One sailor, Master-at-Arms 2nd Class Shaun Hogan, was removed from the kennel after responding “yes” to a question about whether some sailors “gun deck” their paperwork when compiling the unit’s explosives accountability logs, according to the investigation.
The supervisor — it’s unclear precisely who, because many names were redacted from the report — screamed at Hogan and said the proper response to that question was: “I can’t speak for other sailors, ... but I don’t gun deck my paperwork.”

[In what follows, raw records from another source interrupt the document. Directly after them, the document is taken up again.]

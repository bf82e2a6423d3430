//! Session error types.

use thiserror::Error;

/// Session errors
#[derive(Error, Debug, Clone, PartialEq, Eq)]
pub enum SessionError {
    /// The HTTP response behind a listener is gone
    #[error("response already closed")]
    ResponseClosed,

    /// The session has been closed and accepts no more traffic
    #[error("session {0} is closed")]
    Closed(String),
}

Several sailors interviewed by investigators talked about “hooker parties,” and prostitutes were routinely seen at some sailors’ residential villas, investigators said.
Some sailors told investigators about a physical assault on a prostitute. One sailor recounted taking a prostitute to the hospital after an assault, according to the investigation.
Investigators also learned about an alleged sexual assault that was not reported up the chain of command. One sailor accused another of getting into the shower with her and refusing to leave, according to the investigation.
But Toussaint never notified senior Navy leaders about the incident, the report said.
A tragic end
As the Navy investigation was wrapping up, the leading petty officer in the canine unit was found dead in her villa in Bahrain on Jan. 16, 2007.
Master-at-Arms 1st Class Jennifer Valdivia’s apparent suicide came on the same day the investigators forwarded their report to the commander of Naval Support Activity Bahrain.
“They told her to pack her bags; she was going to the brig. They were going to strip her of everything she ever got in the Navy,” her father, Chris Young, of Alpha, Ill., told Navy Times.
Valdivia had been promoted to the kennel’s leading petty officer after Toussaint left Bahrain in March 2006, Young said.
The Navy official familiar with the investigation confirmed that Valdivia was leaving the Navy but her commanders halted that move as a result of the investigation. It’s unclear whether her suicide was connected to the probe, the official said.
Young said he was angry at how the Navy handled his daughter’s death. He learned of her suicide from an online report by a newspaper in Bahrain, and it took the Navy three weeks to confirm her cause of death — carbon monoxide poisoning, he said.
More than a year later, the Navy gave him a copy of the investigation of her unit, but “it was redacted so bad, it didn’t make any sense,” he said.
“That unit was in total chaos. She tried to right the wrongs, and then she got scolded for it. Why they weren’t going after Toussaint, I’ll never know why,” Young said.